Alternatively, omnichannel considers that the customer journey may span multiple channels – and looks at how to create the best experience as consumers move between them. Each interaction is a touchpoint on a path, leading to a conversion. Let’s take a deeper look at the differences between the two:
Multi-channel
Multichannel is much simpler in its intention to distribute content and advertisements across various channels. A multi-channel strategy makes an organization available to consumers online, print, in-store, etc. The consumer can choose where they want to interact with the brand.

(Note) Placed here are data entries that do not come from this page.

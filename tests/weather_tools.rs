//! Integration tests for the weather tool set against a mock Open-Meteo API.

use std::time::{Duration, Instant};

use mockito::Matcher;
use serde_json::json;
use tokio::net::TcpListener;
use tokio::task::JoinHandle;
use tokio_util::sync::CancellationToken;

use mcp_http_tools::config::UpstreamConfig;
use mcp_http_tools::error::ToolError;
use mcp_http_tools::mcp::dispatcher::{Dispatcher, ServerInfo};
use mcp_http_tools::mcp::protocol::RequestId;
use mcp_http_tools::mcp::CallContext;
use mcp_http_tools::tools::weather::ForecastOutput;
use mcp_http_tools::tools::ToolSet;

const CURRENT_BODY: &str = r#"{
    "latitude": 52.52,
    "longitude": 13.419998,
    "generationtime_ms": 0.05,
    "current_weather": {
        "time": "2025-01-15T12:00",
        "interval": 900,
        "temperature": 3.4,
        "windspeed": 14.8,
        "winddirection": 247,
        "is_day": 1,
        "weathercode": 61
    }
}"#;

const FORECAST_BODY: &str = r#"{
    "latitude": 52.52,
    "longitude": 13.419998,
    "daily": {
        "time": ["2025-01-15", "2025-01-16", "2025-01-17"],
        "temperature_2m_max": [4.1, 2.0, -0.5],
        "temperature_2m_min": [-1.2, -3.3, -6.0],
        "weathercode": [61, 3, 73],
        "precipitation_sum": [2.4, 0.0, null]
    }
}"#;

fn dispatcher(base_url: &str) -> Dispatcher {
    dispatcher_with_timeout(base_url, 2)
}

fn dispatcher_with_timeout(base_url: &str, timeout_secs: u64) -> Dispatcher {
    let upstream = UpstreamConfig {
        base_url: Some(base_url.to_string()),
        timeout_secs: Some(timeout_secs),
    };
    let registry = ToolSet::Weather.build_registry(&upstream).unwrap();
    Dispatcher::new(registry, ServerInfo::new(ToolSet::Weather.server_name()))
}

/// Accepts connections and never answers them.
async fn silent_upstream() -> (String, JoinHandle<()>) {
    let listener = TcpListener::bind("127.0.0.1:0").await.unwrap();
    let addr = listener.local_addr().unwrap();
    let task = tokio::spawn(async move {
        let mut held = Vec::new();
        while let Ok((socket, _)) = listener.accept().await {
            held.push(socket);
        }
    });
    (format!("http://{addr}"), task)
}

fn ctx() -> CallContext {
    CallContext::new(RequestId::Number(1))
}

fn handler_message(err: ToolError) -> String {
    match err {
        ToolError::HandlerFailed { message } => message,
        other => panic!("expected handler failure, got {other:?}"),
    }
}

// =============================================================================
// get_current_weather
// =============================================================================

#[tokio::test]
async fn test_current_weather() {
    let mut server = mockito::Server::new_async().await;
    let mock = server
        .mock("GET", "/v1/forecast")
        .match_query(Matcher::AllOf(vec![
            Matcher::UrlEncoded("latitude".into(), "52.520000".into()),
            Matcher::UrlEncoded("longitude".into(), "13.410000".into()),
            Matcher::UrlEncoded("current_weather".into(), "true".into()),
        ]))
        .with_header("content-type", "application/json")
        .with_body(CURRENT_BODY)
        .create_async()
        .await;

    let out = dispatcher(&server.url())
        .call_tool(
            "get_current_weather",
            json!({ "latitude": 52.52, "longitude": 13.41 }),
            &ctx(),
        )
        .await
        .unwrap();

    assert_eq!(
        out,
        json!({
            "latitude": 52.52,
            "longitude": 13.419998,
            "temperature_celsius": 3.4,
            "wind_speed_kmh": 14.8,
            "wind_direction_degrees": 247,
            "weather_code": 61,
            "description": "Slight rain",
            "is_day": true,
            "time": "2025-01-15T12:00"
        })
    );
    mock.assert_async().await;
}

#[tokio::test]
async fn test_current_weather_status_error() {
    let mut server = mockito::Server::new_async().await;
    let _mock = server
        .mock("GET", "/v1/forecast")
        .match_query(Matcher::Any)
        .with_status(500)
        .create_async()
        .await;

    let err = dispatcher(&server.url())
        .call_tool(
            "get_current_weather",
            json!({ "latitude": 0, "longitude": 0 }),
            &ctx(),
        )
        .await
        .unwrap_err();
    assert_eq!(handler_message(err), "API returned status 500");
}

#[tokio::test]
async fn test_latitude_out_of_range_never_calls_upstream() {
    let mut server = mockito::Server::new_async().await;
    let mock = server
        .mock("GET", "/v1/forecast")
        .match_query(Matcher::Any)
        .expect(0)
        .create_async()
        .await;

    let err = dispatcher(&server.url())
        .call_tool(
            "get_current_weather",
            json!({ "latitude": 91, "longitude": 0 }),
            &ctx(),
        )
        .await
        .unwrap_err();
    assert!(matches!(&err, ToolError::InvalidArguments { field: Some(f), .. } if f == "latitude"));
    mock.assert_async().await;
}

#[tokio::test]
async fn test_missing_longitude() {
    let err = dispatcher("http://127.0.0.1:9")
        .call_tool("get_current_weather", json!({ "latitude": 10 }), &ctx())
        .await
        .unwrap_err();
    assert!(matches!(&err, ToolError::InvalidArguments { field: Some(f), .. } if f == "longitude"));
}

#[tokio::test]
async fn test_cancelled_call_skips_upstream() {
    let mut server = mockito::Server::new_async().await;
    let mock = server
        .mock("GET", "/v1/forecast")
        .match_query(Matcher::Any)
        .expect(0)
        .create_async()
        .await;

    let token = CancellationToken::new();
    token.cancel();
    let ctx = ctx().with_cancellation(token);

    let err = dispatcher(&server.url())
        .call_tool(
            "get_current_weather",
            json!({ "latitude": 1, "longitude": 1 }),
            &ctx,
        )
        .await
        .unwrap_err();
    assert_eq!(
        handler_message(err),
        "failed to fetch weather data: request cancelled"
    );
    mock.assert_async().await;
}

#[tokio::test]
async fn test_silent_upstream_times_out() {
    let (base_url, _listener) = silent_upstream().await;

    let started = Instant::now();
    let err = dispatcher_with_timeout(&base_url, 1)
        .call_tool(
            "get_current_weather",
            json!({ "latitude": 1, "longitude": 1 }),
            &ctx(),
        )
        .await
        .unwrap_err();

    assert_eq!(
        handler_message(err),
        "failed to fetch weather data: request timed out after 1s"
    );
    assert!(started.elapsed() < Duration::from_secs(5));
}

// =============================================================================
// get_forecast
// =============================================================================

#[tokio::test]
async fn test_forecast_defaults_to_three_days() {
    let mut server = mockito::Server::new_async().await;
    let mock = server
        .mock("GET", "/v1/forecast")
        .match_query(Matcher::AllOf(vec![
            Matcher::UrlEncoded("forecast_days".into(), "3".into()),
            Matcher::UrlEncoded("timezone".into(), "auto".into()),
            Matcher::UrlEncoded(
                "daily".into(),
                "temperature_2m_max,temperature_2m_min,weathercode,precipitation_sum".into(),
            ),
        ]))
        .with_header("content-type", "application/json")
        .with_body(FORECAST_BODY)
        .create_async()
        .await;

    let out = dispatcher(&server.url())
        .call_tool(
            "get_forecast",
            json!({ "latitude": 52.52, "longitude": 13.41 }),
            &ctx(),
        )
        .await
        .unwrap();
    mock.assert_async().await;

    let forecast: ForecastOutput = serde_json::from_value(out).unwrap();
    assert_eq!(forecast.daily.len(), 3);
    assert_eq!(forecast.daily[0].date, "2025-01-15");
    assert_eq!(forecast.daily[0].description, "Slight rain");
    assert!((forecast.daily[0].precipitation_mm - 2.4).abs() < 1e-9);
    assert_eq!(forecast.daily[1].description, "Overcast");
    assert_eq!(forecast.daily[2].description, "Moderate snow");
    assert!(forecast.daily[2].precipitation_mm.abs() < f64::EPSILON);
}

#[tokio::test]
async fn test_forecast_days_clamped() {
    let mut server = mockito::Server::new_async().await;
    let seven = server
        .mock("GET", "/v1/forecast")
        .match_query(Matcher::UrlEncoded("forecast_days".into(), "7".into()))
        .with_body(FORECAST_BODY)
        .create_async()
        .await;
    let dispatcher = dispatcher(&server.url());

    dispatcher
        .call_tool(
            "get_forecast",
            json!({ "latitude": 0, "longitude": 0, "days": 14 }),
            &ctx(),
        )
        .await
        .unwrap();
    seven.assert_async().await;

    let three = server
        .mock("GET", "/v1/forecast")
        .match_query(Matcher::UrlEncoded("forecast_days".into(), "3".into()))
        .with_body(FORECAST_BODY)
        .create_async()
        .await;
    dispatcher
        .call_tool(
            "get_forecast",
            json!({ "latitude": 0, "longitude": 0, "days": 0 }),
            &ctx(),
        )
        .await
        .unwrap();
    three.assert_async().await;
}

#[tokio::test]
async fn test_forecast_bad_body() {
    let mut server = mockito::Server::new_async().await;
    let _mock = server
        .mock("GET", "/v1/forecast")
        .match_query(Matcher::Any)
        .with_body(r#"{"unexpected": true}"#)
        .create_async()
        .await;

    let err = dispatcher(&server.url())
        .call_tool(
            "get_forecast",
            json!({ "latitude": 0, "longitude": 0 }),
            &ctx(),
        )
        .await
        .unwrap_err();
    assert!(handler_message(err).starts_with("failed to parse API response"));
}

#[tokio::test]
async fn test_days_must_be_integer() {
    let err = dispatcher("http://127.0.0.1:9")
        .call_tool(
            "get_forecast",
            json!({ "latitude": 0, "longitude": 0, "days": "week" }),
            &ctx(),
        )
        .await
        .unwrap_err();
    assert!(matches!(&err, ToolError::InvalidArguments { field: Some(f), .. } if f == "days"));
}
//! Shared HTTP client for upstream JSON APIs.
//!
//! Every request is bounded by the client's timeout and abandoned as soon as
//! the calling tool's context is cancelled.

use std::time::Duration;

use serde::de::DeserializeOwned;
use thiserror::Error;

use crate::mcp::context::CallContext;

/// Failures talking to an upstream API.
#[derive(Error, Debug)]
pub enum UpstreamError {
    /// The HTTP client could not be constructed.
    #[error("failed to build HTTP client: {message}")]
    Client {
        /// The underlying error text.
        message: String,
    },

    /// The client went away before the call finished.
    #[error("request cancelled")]
    Cancelled,

    /// The upstream did not answer in time.
    #[error("request timed out after {secs}s")]
    Timeout {
        /// The configured timeout.
        secs: u64,
    },

    /// Connection or protocol failure.
    #[error("request failed: {message}")]
    Request {
        /// The underlying error text.
        message: String,
    },

    /// The upstream answered with a non-success status.
    #[error("API returned status {status}")]
    Status {
        /// The HTTP status code.
        status: u16,
    },

    /// The body was not the expected JSON.
    #[error("failed to parse API response: {message}")]
    Decode {
        /// The underlying error text.
        message: String,
    },
}

/// A JSON-over-HTTP client rooted at one base URL.
#[derive(Debug, Clone)]
pub struct UpstreamClient {
    client: reqwest::Client,
    base_url: String,
    timeout: Duration,
}

impl UpstreamClient {
    /// Creates a client with a per-request timeout.
    ///
    /// # Errors
    ///
    /// Returns [`UpstreamError::Client`] if the TLS backend cannot be set up.
    pub fn new(base_url: impl Into<String>, timeout: Duration) -> Result<Self, UpstreamError> {
        let client = reqwest::Client::builder()
            .timeout(timeout)
            .user_agent(concat!(env!("CARGO_PKG_NAME"), "/", env!("CARGO_PKG_VERSION")))
            .build()
            .map_err(|e| UpstreamError::Client {
                message: e.to_string(),
            })?;

        Ok(Self {
            client,
            base_url: base_url.into().trim_end_matches('/').to_string(),
            timeout,
        })
    }

    /// The API root requests are made against.
    #[must_use]
    pub fn base_url(&self) -> &str {
        &self.base_url
    }

    /// Fetches `path` with `query` and decodes the JSON body.
    ///
    /// # Errors
    ///
    /// Returns an [`UpstreamError`] for cancellation, timeout, transport
    /// failure, a non-success status or an undecodable body.
    pub async fn get_json<T: DeserializeOwned>(
        &self,
        ctx: &CallContext,
        path: &str,
        query: &[(&str, String)],
    ) -> Result<T, UpstreamError> {
        if ctx.is_cancelled() {
            return Err(UpstreamError::Cancelled);
        }

        let url = format!("{}{path}", self.base_url);
        tracing::debug!(url = %url, "Fetching from upstream");

        let request = self.client.get(&url).query(query).send();
        let response = tokio::select! {
            biased;
            () = ctx.cancelled() => return Err(UpstreamError::Cancelled),
            response = request => response.map_err(|e| self.classify(&e))?,
        };

        let status = response.status();
        if !status.is_success() {
            tracing::warn!(url = %url, status = status.as_u16(), "Upstream returned non-success status");
            return Err(UpstreamError::Status {
                status: status.as_u16(),
            });
        }

        tokio::select! {
            biased;
            () = ctx.cancelled() => Err(UpstreamError::Cancelled),
            body = response.json::<T>() => body.map_err(|e| {
                if e.is_timeout() {
                    self.classify(&e)
                } else {
                    UpstreamError::Decode { message: e.to_string() }
                }
            }),
        }
    }

    fn classify(&self, error: &reqwest::Error) -> UpstreamError {
        if error.is_timeout() {
            UpstreamError::Timeout {
                secs: self.timeout.as_secs(),
            }
        } else {
            UpstreamError::Request {
                message: error.to_string(),
            }
        }
    }
}
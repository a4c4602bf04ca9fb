//! Per-call context handed to every tool handler.
//!
//! A context lives exactly as long as one `tools/call` request. It carries the
//! request identity, a cancellation token that fires when the client goes
//! away, and (on event-stream responses only) a sink for progress updates.

use serde_json::Value;
use tokio::sync::mpsc;
use tokio_util::sync::CancellationToken;

use crate::mcp::protocol::{OutgoingNotification, RequestId};

/// Where progress notifications for one call are delivered.
#[derive(Debug, Clone)]
pub struct ProgressSink {
    token: Value,
    sender: mpsc::UnboundedSender<OutgoingNotification>,
}

impl ProgressSink {
    /// Creates a sink that tags every notification with `token`.
    #[must_use]
    pub const fn new(token: Value, sender: mpsc::UnboundedSender<OutgoingNotification>) -> Self {
        Self { token, sender }
    }
}

/// Request-scoped context for a tool handler.
#[derive(Debug, Clone)]
pub struct CallContext {
    request_id: RequestId,
    session_id: Option<String>,
    cancel: CancellationToken,
    progress: Option<ProgressSink>,
}

impl CallContext {
    /// Creates a context with a fresh, uncancelled token and no progress sink.
    #[must_use]
    pub fn new(request_id: RequestId) -> Self {
        Self {
            request_id,
            session_id: None,
            cancel: CancellationToken::new(),
            progress: None,
        }
    }

    /// Attaches the client's session identifier.
    #[must_use]
    pub fn with_session(mut self, session_id: Option<String>) -> Self {
        self.session_id = session_id;
        self
    }

    /// Replaces the cancellation token (the transport owns the parent).
    #[must_use]
    pub fn with_cancellation(mut self, cancel: CancellationToken) -> Self {
        self.cancel = cancel;
        self
    }

    /// Attaches a progress sink.
    #[must_use]
    pub fn with_progress(mut self, progress: Option<ProgressSink>) -> Self {
        self.progress = progress;
        self
    }

    /// The id of the request this call belongs to.
    #[must_use]
    pub const fn request_id(&self) -> &RequestId {
        &self.request_id
    }

    /// The session identifier the client presented, if any.
    #[must_use]
    pub fn session_id(&self) -> Option<&str> {
        self.session_id.as_deref()
    }

    /// Returns `true` once the client has gone away.
    #[must_use]
    pub fn is_cancelled(&self) -> bool {
        self.cancel.is_cancelled()
    }

    /// Resolves when the call is cancelled.
    pub async fn cancelled(&self) {
        self.cancel.cancelled().await;
    }

    /// Emits a progress notification if the client asked for progress.
    ///
    /// Delivery is best-effort: a closed stream drops the update silently.
    pub fn report_progress(&self, progress: u32, total: Option<u32>, message: &str) {
        let Some(sink) = &self.progress else {
            return;
        };
        let notification =
            OutgoingNotification::progress(&sink.token, progress, total, Some(message));
        if sink.sender.send(notification).is_err() {
            tracing::trace!(request_id = %self.request_id, "progress dropped, stream closed");
        }
    }
}
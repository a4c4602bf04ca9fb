//! mcp-http-tools: Model Context Protocol tool servers over streamable HTTP.
//!
//! One shared core (registry, dispatcher, HTTP transport, cross-origin
//! middleware) hosts three independent tool sets, each built as its own
//! binary:
//!
//! - **moon-server**: lunar phase and monthly phase calendar
//! - **quotes-server**: random and searched quotes, with a local fallback table
//! - **weather-server**: current conditions and daily forecasts from Open-Meteo
//!
//! # Modules
//!
//! - [`cli`]: Argument parsing, logging setup and the process entry point
//! - [`config`]: Configuration loading and validation
//! - [`error`]: Error types
//! - [`mcp`]: MCP protocol, dispatch and HTTP transport
//! - [`tools`]: The reference tool sets

pub mod cli;
pub mod config;
pub mod error;
pub mod mcp;
pub mod tools;
//! MCP server exposing the weather tools over streamable HTTP.

use std::process::ExitCode;

use mcp_http_tools::cli;
use mcp_http_tools::tools::ToolSet;

fn main() -> ExitCode {
    cli::run(ToolSet::Weather)
}
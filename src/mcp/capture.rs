//! Diagnostic capture of response bodies.
//!
//! Every response passes through [`capture_bodies`]. At the moment its headers
//! are final the capture decides, exactly once, whether the response is an
//! event stream. Buffered responses have their first [`CAPTURE_LIMIT`] bytes
//! copied aside and logged at `debug` when the body is finished; event streams
//! are passed through untouched and never recorded.
//!
//! Capture never alters what the client receives: chunks are observed on
//! their way out, not collected.

use std::sync::{Arc, Mutex, MutexGuard, PoisonError};

use axum::body::Body;
use axum::extract::Request;
use axum::http::{header, HeaderMap};
use axum::middleware::Next;
use axum::response::Response;
use futures::StreamExt;

/// Maximum number of body bytes kept for diagnostics.
pub const CAPTURE_LIMIT: usize = 1024;

/// Where a response is in its capture lifecycle.
#[derive(Debug, Default, Clone, PartialEq, Eq)]
pub enum CaptureState {
    /// Headers not yet committed.
    #[default]
    Undetermined,
    /// Ordinary response; holds at most [`CAPTURE_LIMIT`] bytes.
    Buffered(Vec<u8>),
    /// Event stream; nothing is recorded.
    Streaming,
}

/// Per-response capture state machine.
#[derive(Debug, Default)]
pub struct BodyCapture {
    state: CaptureState,
    seen: usize,
}

impl BodyCapture {
    /// Fixes the capture mode from the committed headers.
    ///
    /// Returns `false` (and changes nothing) if the mode was already fixed.
    pub fn commit_headers(&mut self, headers: &HeaderMap) -> bool {
        if self.state != CaptureState::Undetermined {
            return false;
        }
        self.state = if is_event_stream(headers) {
            CaptureState::Streaming
        } else {
            CaptureState::Buffered(Vec::new())
        };
        true
    }

    /// Observes one outgoing chunk.
    pub fn record(&mut self, chunk: &[u8]) {
        let CaptureState::Buffered(buffer) = &mut self.state else {
            return;
        };
        self.seen += chunk.len();
        let room = CAPTURE_LIMIT.saturating_sub(buffer.len());
        buffer.extend_from_slice(&chunk[..chunk.len().min(room)]);
    }

    /// The bytes kept so far.
    #[must_use]
    pub fn captured(&self) -> &[u8] {
        match &self.state {
            CaptureState::Buffered(buffer) => buffer,
            _ => &[],
        }
    }

    /// Total bytes observed, including those past the cap.
    #[must_use]
    pub const fn bytes_seen(&self) -> usize {
        self.seen
    }

    /// Returns `true` once the response has been classified as an event stream.
    #[must_use]
    pub fn is_streaming(&self) -> bool {
        self.state == CaptureState::Streaming
    }

    /// The current state.
    #[must_use]
    pub const fn state(&self) -> &CaptureState {
        &self.state
    }
}

/// Returns `true` if the committed `Content-Type` is `text/event-stream`.
#[must_use]
pub fn is_event_stream(headers: &HeaderMap) -> bool {
    headers
        .get(header::CONTENT_TYPE)
        .and_then(|value| value.to_str().ok())
        .and_then(|value| value.split(';').next())
        .is_some_and(|essence| essence.trim().eq_ignore_ascii_case("text/event-stream"))
}

/// Shared handle to one response's capture, stored in the response extensions.
#[derive(Debug, Clone, Default)]
pub struct CaptureHandle(Arc<Mutex<BodyCapture>>);

impl CaptureHandle {
    fn lock(&self) -> MutexGuard<'_, BodyCapture> {
        self.0.lock().unwrap_or_else(PoisonError::into_inner)
    }

    /// Copy of the bytes kept so far.
    #[must_use]
    pub fn captured(&self) -> Vec<u8> {
        self.lock().captured().to_vec()
    }

    /// Number of bytes kept so far.
    #[must_use]
    pub fn captured_len(&self) -> usize {
        self.lock().captured().len()
    }

    /// Total bytes observed.
    #[must_use]
    pub fn bytes_seen(&self) -> usize {
        self.lock().bytes_seen()
    }

    /// Returns `true` for event-stream responses.
    #[must_use]
    pub fn is_streaming(&self) -> bool {
        self.lock().is_streaming()
    }
}

/// Logs the capture once the body has been sent (or abandoned).
struct LogOnDrop {
    handle: CaptureHandle,
    label: String,
}

impl Drop for LogOnDrop {
    fn drop(&mut self) {
        let capture = self.handle.lock();
        tracing::debug!(
            request = %self.label,
            bytes = capture.bytes_seen(),
            body = %String::from_utf8_lossy(capture.captured()),
            "Response body"
        );
    }
}

/// Attaches a capture to `response`.
///
/// The returned response carries a [`CaptureHandle`] in its extensions.
#[must_use]
pub fn instrument(response: Response, label: String) -> Response {
    let handle = CaptureHandle::default();
    let streaming = {
        let mut capture = handle.lock();
        capture.commit_headers(response.headers());
        capture.is_streaming()
    };

    let (mut parts, body) = response.into_parts();
    parts.extensions.insert(handle.clone());

    if streaming {
        tracing::debug!(request = %label, "Event stream, body capture disabled");
        return Response::from_parts(parts, body);
    }

    let guard = LogOnDrop { handle, label };
    let observed = body.into_data_stream().map(move |chunk| {
        if let Ok(bytes) = &chunk {
            guard.handle.lock().record(bytes);
        }
        chunk
    });
    Response::from_parts(parts, Body::from_stream(observed))
}

/// Middleware wrapping every response in a diagnostic capture.
pub async fn capture_bodies(request: Request, next: Next) -> Response {
    let label = format!("{} {}", request.method(), request.uri().path());
    instrument(next.run(request).await, label)
}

However, content and engagements within these various channels are often very siloed. With this in mind, multi-channel is more reflective of operations, reaching as many channels as appropriate, while omnichannel is more reflective of the overall customer experience.
Omnichannel
Omnichannel also makes brands accessible across online and offline channels. However, it goes a step further to ensure an integrated, seamless experience. Transitions are seamless as consumers move across devices and online and offline platforms, and prior encounters inform messages.
An omnichannel approach enables organizations to take a consumer-centric system that keeps the comprehensive customer journey top of mind.
The Benefits of Using an Omnichannel Approach
Today, most brands will agree that an omnichannel approach can yield the best results. While implementing an omnichannel strategy is far from simple, it offers many benefits when done correctly.
Today’s consumers are accustomed to being bombarded with messaging from various brands, and as a result, they have become increasingly selective about which brands they choose to engage with. Creating omnichannel customer engagements can act as a brand differentiator, bringing the following benefits:
A Better User Experience – Since omnichannel focuses on the individual experience across devices instead of the channel, the customer experience (CX) is better. By focusing on the customer instead of the platform, companies can drive more sales and better retention rates.
Cohesive Brand Strategy & Identity – Creating a seamless strategy across channels means building an easily identifiable brand image and tone. Organizations should base this image on core audience needs and values. By focusing on the overall experience and working within your brand guidelines to target each channel, you will have a more comprehensive brand strategy that will translate into increased loyalty and more targeted messaging.
Increased Revenue – An omnichannel approach encourages customers to engage with a brand across multiple touchpoints and channels. These increased, diverse engagements on each buyer’s journey can help increase revenue.
Research shows that customers who engage with various touchpoints tend to be 30 percent more valuable. This more targeted messaging also builds loyalty, making it more likely a customer will purchase from your brand again. Repeat customers, on average, contribute to 40 percent of revenue, despite being a smaller portion of your consumer base.
Better Attribution Data – Going truly omnichannel should extend to a user’s experience with your brand and your data analytics. By tracking engagements across channels, brands understand what the customer journey looks like, when and where consumers prefer to engage, and which campaigns have created the most value. Put this data back into your strategy to build more targeted campaigns and optimize media spending.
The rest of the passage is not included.